You've got to use two dryers."

"Why does it take so long, Ezra?"

"If you can't be patient,
you could take them home.
String them out on a line
like words on a sentence."

“I'll just read the bulletin board
while I wait.
Look at this Moving Sale ad for a
full-size cedar wardrobe chest
That family must really be having tough times."

"They were evicted.
The man warn't no farmer
like many of us."

"Speak for yourself, Ezra.
The dryer's stopped
and my clothes are done."

"Thanks for the conversation Mr. Frost,"
Ezra replied. "Come back soon."

As he turned to go, laundry basket in hand,
Robert Frost spoke to me,
"What've you been staring at the whole time,
you young whippersnapper you?
Tend to your own dirty linen."


© Sherman K. Poultney 3 August 1996


Note: Written upon seeing the book, “The Rabbi and the Poet” at the Frost Place.

FIRE !

FIRE!

(Time is early Sun morn.
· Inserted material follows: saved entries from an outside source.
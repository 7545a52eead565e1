//! TCP overlay transport.
//!
//! Every stream is its own TCP connection that opens with a [`StreamHeader`].
//! A node that receives a header addressed to itself dispatches the stream to
//! the [`InboundHandler`] registered for the tag. A header addressed to
//! another peer is relayed: the node pops the next hop off the chain, dials
//! it, and splices the two connections together until either side closes.

use super::table::PeerTable;
use super::wire::{read_message, write_message};
use super::{BoxedStream, InboundHandler, RouteTable, Streamer};
use async_trait::async_trait;
use std::collections::HashMap;
use std::future::Future;
use std::net::SocketAddr;
use std::sync::Arc;
use std::time::Duration;
use tokio::net::{TcpListener, TcpStream};
use tracing::{debug, error, info, warn};
use tunrelay_core::{PeerId, ProtocolTag, RelayError, RelayResult, StreamHeader, PROTOCOL_VERSION};

/// Pause after a failed `accept` before trying again.
const ACCEPT_RETRY_DELAY: Duration = Duration::from_millis(100);

/// Dials peers over TCP and serves inbound overlay streams.
pub struct TcpOverlay {
    /// This node's overlay address.
    local: PeerId,
    /// Known peers and relay routes.
    table: Arc<PeerTable>,
    /// Upper bound on connect + header write for one hop.
    dial_timeout: Duration,
    /// Whether streams addressed to other peers are forwarded.
    relay_enabled: bool,
    /// Handlers for streams that terminate here, by tag.
    handlers: HashMap<ProtocolTag, Arc<dyn InboundHandler>>,
}

impl TcpOverlay {
    pub fn new(
        local: PeerId,
        table: Arc<PeerTable>,
        dial_timeout: Duration,
        relay_enabled: bool,
    ) -> Self {
        Self {
            local,
            table,
            dial_timeout,
            relay_enabled,
            handlers: HashMap::new(),
        }
    }

    /// Register the handler for inbound streams carrying `tag`.
    pub fn with_handler(mut self, tag: ProtocolTag, handler: Arc<dyn InboundHandler>) -> Self {
        self.handlers.insert(tag, handler);
        self
    }

    /// Bind the overlay listener and spawn its accept loop.
    ///
    /// Returns the bound address (useful when binding port 0).
    pub async fn listen(self: Arc<Self>, bind_addr: &str) -> RelayResult<SocketAddr> {
        let listener = TcpListener::bind(bind_addr)
            .await
            .map_err(|e| RelayError::Transport(format!("overlay bind failed: {e}")))?;
        let local_addr = listener.local_addr()?;

        info!(addr = %local_addr, peer = %self.local.short(), "overlay listener started");

        tokio::spawn(async move {
            loop {
                let (stream, remote) = accept_with_backoff(|| listener.accept()).await;
                let overlay = self.clone();
                tokio::spawn(async move {
                    if let Err(e) = overlay.serve_inbound(stream, remote).await {
                        debug!(remote = %remote, error = %e, "inbound stream ended with error");
                    }
                });
            }
        });

        Ok(local_addr)
    }

    /// Read the header of an inbound stream, then terminate or relay it.
    async fn serve_inbound(&self, mut stream: TcpStream, remote: SocketAddr) -> RelayResult<()> {
        let header: StreamHeader = tokio::time::timeout(self.dial_timeout, read_message(&mut stream))
            .await
            .map_err(|_| RelayError::Timeout)??;

        if header.version != PROTOCOL_VERSION {
            return Err(RelayError::InvalidMessage(format!(
                "unsupported overlay version {}",
                header.version
            )));
        }

        if header.target == self.local {
            let Some(handler) = self.handlers.get(&header.tag) else {
                warn!(tag = %header.tag, remote = %remote, "no handler for inbound stream");
                return Ok(());
            };
            debug!(tag = %header.tag, remote = %remote, "inbound stream");
            return handler.handle(Box::new(stream)).await;
        }

        if !self.relay_enabled {
            warn!(
                dest = %header.target.short(),
                remote = %remote,
                "relay disabled, refusing stream"
            );
            return Ok(());
        }

        let (hop, onward_header) = header.next_hop();
        let addr = self.table.neighbor_addr(&hop)?.to_string();
        let mut onward = self.dial(&addr, &onward_header).await?;

        info!(
            tag = %header.tag,
            dest = %header.target.short(),
            hop = %hop.short(),
            "relaying stream"
        );

        match tokio::io::copy_bidirectional(&mut stream, &mut onward).await {
            Ok((up, down)) => debug!(up, down, "relayed stream closed"),
            Err(e) => debug!(error = %e, "relayed stream ended"),
        }
        Ok(())
    }

    /// Connect to `addr` and send `header`, bounded by the dial timeout.
    async fn dial(&self, addr: &str, header: &StreamHeader) -> RelayResult<TcpStream> {
        let connect = async {
            let mut stream = TcpStream::connect(addr).await?;
            stream.set_nodelay(true)?;
            write_message(&mut stream, header).await?;
            Ok::<_, RelayError>(stream)
        };

        tokio::time::timeout(self.dial_timeout, connect)
            .await
            .map_err(|_| RelayError::Timeout)?
    }
}

impl RouteTable for TcpOverlay {
    fn is_neighbor(&self, peer: &PeerId) -> bool {
        self.table.is_neighbor(peer)
    }

    fn is_reachable(&self, peer: &PeerId) -> bool {
        self.table.is_reachable(peer)
    }
}

#[async_trait]
impl Streamer for TcpOverlay {
    async fn new_stream(&self, peer: PeerId, tag: ProtocolTag) -> RelayResult<BoxedStream> {
        let addr = self.table.neighbor_addr(&peer)?.to_string();
        let stream = self.dial(&addr, &StreamHeader::direct(tag, peer)).await?;
        Ok(Box::new(stream))
    }

    async fn new_relay_stream(&self, peer: PeerId, tag: ProtocolTag) -> RelayResult<BoxedStream> {
        let chain = self.table.route_to(&peer)?;
        let (first, rest) = chain
            .split_first()
            .ok_or_else(|| RelayError::Transport(format!("empty relay chain to {}", peer.short())))?;

        let addr = self.table.neighbor_addr(first)?.to_string();
        let header = StreamHeader::relayed(tag, peer, rest.to_vec());
        let stream = self.dial(&addr, &header).await?;
        Ok(Box::new(stream))
    }
}

/// Retry `accept` until it yields a connection. Persistent failures such as
/// descriptor exhaustion are logged and retried after [`ACCEPT_RETRY_DELAY`].
async fn accept_with_backoff<F, Fut, T>(mut accept: F) -> T
where
    F: FnMut() -> Fut,
    Fut: Future<Output = std::io::Result<T>>,
{
    loop {
        match accept().await {
            Ok(conn) => return conn,
            Err(e) => {
                error!(error = %e, "overlay accept failed");
                tokio::time::sleep(ACCEPT_RETRY_DELAY).await;
            }
        }
    }
}

#[cfg(test)]
mod tests {
    use super::*;
    use crate::overlay::table::PeerEntry;
    use crate::overlay::{ControlResponder, DiagnosticsService};
    use tokio::io::{AsyncReadExt, AsyncWriteExt};
    use tunrelay_core::{ControlRequest, ControlResponse};

    /// Echoes every byte back until the stream closes.
    struct EchoHandler;

    #[async_trait]
    impl InboundHandler for EchoHandler {
        async fn handle(&self, stream: BoxedStream) -> RelayResult<()> {
            let (mut r, mut w) = tokio::io::split(stream);
            tokio::io::copy(&mut r, &mut w).await?;
            Ok(())
        }
    }

    #[tokio::test]
    async fn accept_failures_are_retried_after_a_pause() {
        let mut failures = 2;
        let started = tokio::time::Instant::now();
        let conn = accept_with_backoff(|| {
            let result = if failures > 0 {
                failures -= 1;
                Err(std::io::Error::other("too many open files"))
            } else {
                Ok("conn")
            };
            std::future::ready(result)
        })
        .await;

        assert_eq!(conn, "conn");
        assert_eq!(failures, 0);
        assert!(started.elapsed() >= ACCEPT_RETRY_DELAY * 2);
    }

    fn id(name: &str) -> PeerId {
        PeerId::derive(name.as_bytes())
    }

    fn neighbor(name: &str, addr: SocketAddr) -> PeerEntry {
        PeerEntry {
            id: id(name),
            addr: Some(addr.to_string()),
            via: None,
        }
    }

    async fn start(overlay: TcpOverlay) -> (Arc<TcpOverlay>, SocketAddr) {
        let overlay = Arc::new(overlay);
        let addr = overlay.clone().listen("127.0.0.1:0").await.unwrap();
        (overlay, addr)
    }

    fn node(name: &str, peers: Vec<PeerEntry>, relay: bool) -> TcpOverlay {
        TcpOverlay::new(
            id(name),
            Arc::new(PeerTable::new(id(name), peers)),
            Duration::from_secs(2),
            relay,
        )
    }

    #[tokio::test]
    async fn direct_control_stream() {
        let (_remote, remote_addr) = start(
            node("remote", vec![], true).with_handler(
                ProtocolTag::Control,
                Arc::new(ControlResponder::new(DiagnosticsService::new(id("remote")))),
            ),
        )
        .await;

        let local = node("local", vec![neighbor("remote", remote_addr)], true);
        let mut stream = local.new_stream(id("remote"), ProtocolTag::Control).await.unwrap();

        write_message(
            &mut stream,
            &ControlRequest {
                pattern: "/test".into(),
                argument: String::new(),
            },
        )
        .await
        .unwrap();
        let resp: ControlResponse = read_message(&mut stream).await.unwrap();
        assert_eq!(resp.body, format!("ok {}", id("remote")));
    }

    #[tokio::test]
    async fn relayed_tunnel_stream() {
        let (_target, target_addr) = start(
            node("target", vec![], true).with_handler(ProtocolTag::TunnelData, Arc::new(EchoHandler)),
        )
        .await;
        let (_relay, relay_addr) = start(node("relay", vec![neighbor("target", target_addr)], true)).await;

        let origin = node(
            "origin",
            vec![
                neighbor("relay", relay_addr),
                PeerEntry {
                    id: id("target"),
                    addr: None,
                    via: Some(id("relay")),
                },
            ],
            true,
        );
        assert!(!origin.is_neighbor(&id("target")));
        assert!(origin.is_reachable(&id("target")));

        let mut stream = origin
            .new_relay_stream(id("target"), ProtocolTag::TunnelData)
            .await
            .unwrap();
        stream.write_all(b"through the relay").await.unwrap();
        let mut buf = [0u8; 17];
        stream.read_exact(&mut buf).await.unwrap();
        assert_eq!(&buf, b"through the relay");
    }

    #[tokio::test]
    async fn relay_disabled_closes_stream() {
        let (_target, target_addr) = start(
            node("target", vec![], true).with_handler(ProtocolTag::TunnelData, Arc::new(EchoHandler)),
        )
        .await;
        let (_relay, relay_addr) = start(node("relay", vec![neighbor("target", target_addr)], false)).await;

        let origin = node(
            "origin",
            vec![
                neighbor("relay", relay_addr),
                PeerEntry {
                    id: id("target"),
                    addr: None,
                    via: Some(id("relay")),
                },
            ],
            true,
        );

        let mut stream = origin
            .new_relay_stream(id("target"), ProtocolTag::TunnelData)
            .await
            .unwrap();
        let _ = stream.write_all(b"x").await;
        let mut buf = [0u8; 1];
        let n = stream.read(&mut buf).await.unwrap_or(0);
        assert_eq!(n, 0);
    }

    #[tokio::test]
    async fn unreachable_dial_times_out_or_fails() {
        // 192.0.2.0/24 is TEST-NET-1; connects either hang or are refused.
        let addr: SocketAddr = "192.0.2.1:9".parse().unwrap();
        let mut local = node("local", vec![neighbor("remote", addr)], true);
        local.dial_timeout = Duration::from_millis(200);
        assert!(local.new_stream(id("remote"), ProtocolTag::Control).await.is_err());
    }

    #[tokio::test]
    async fn unknown_peer_is_an_error() {
        let local = node("local", vec![], true);
        assert!(local.new_stream(id("ghost"), ProtocolTag::Control).await.is_err());
        assert!(local
            .new_relay_stream(id("ghost"), ProtocolTag::Control)
            .await
            .is_err());
    }
}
Characters are Ed, a greenhorn, and Joe, an old hand at
fire. Ed has just finished pouring gasoline all around a large shed from a bright
red gas can.)

JOE
“Pour gas all around that shed, Ed.”
ED
“Like this Joe?”
JOE
“Like a pro, Ed.”
ED
“What next?
JOE
“Be careful with that gas can.
Place it farther away from the shed. ..... No, not in the SUV.”
ED
“Why’s that, Joe?”
JOE
“Throw a match into the shed and you’ll see.”
ED
“Wow! What a flare-up. Whooooosh. So that’s what napalm was like in Vietnam.”
JOE
“Yeah, but now look toward the gas can.”
ED
“What am I supposed to see, Joe?”
JOE
“A finger of flame shooting out towards the gas can.”
ED
“It almost reached the can. Good thing you had me move it far away from everything.”
JOE
“Didn’t they teach you younger guys anything in Volunteer Fireman School?”
ED
“The whole shed’s burning now. Bursts of flame, then white steam, then black, black
billows rolling upwards.”
JOE
“I sure like those flames shooting skyward. Reminds me of the barns I’d set on fire when I was in grade school. And soon the sirens will sound.”
ED
“Rrrrrrrrr. They’re starting now.”
JOE
“Quick, hop in the SUV and let’s get out of here.”
ED
“It’s so early in the morning, we probably woke them up at home in bed.”
JOE
“Imagine that. At home in bed with their wives on a Sunday morning.
ED
“Yeah.”
JOE
“No matter, they really enjoy putting out the flames. We’ll come back in a few minutes to help clean up.”
ED
“But won’t they suspect something, Joe.”
JOE
“Naw, and in any case, we got to pick up our gas can before they find it.”


THE END



© Sherman K. Poultney 19 June 2006


Notes: (assignment from Clay at SLC Summer Playwriting Workshop based on newspaper brief about subject.)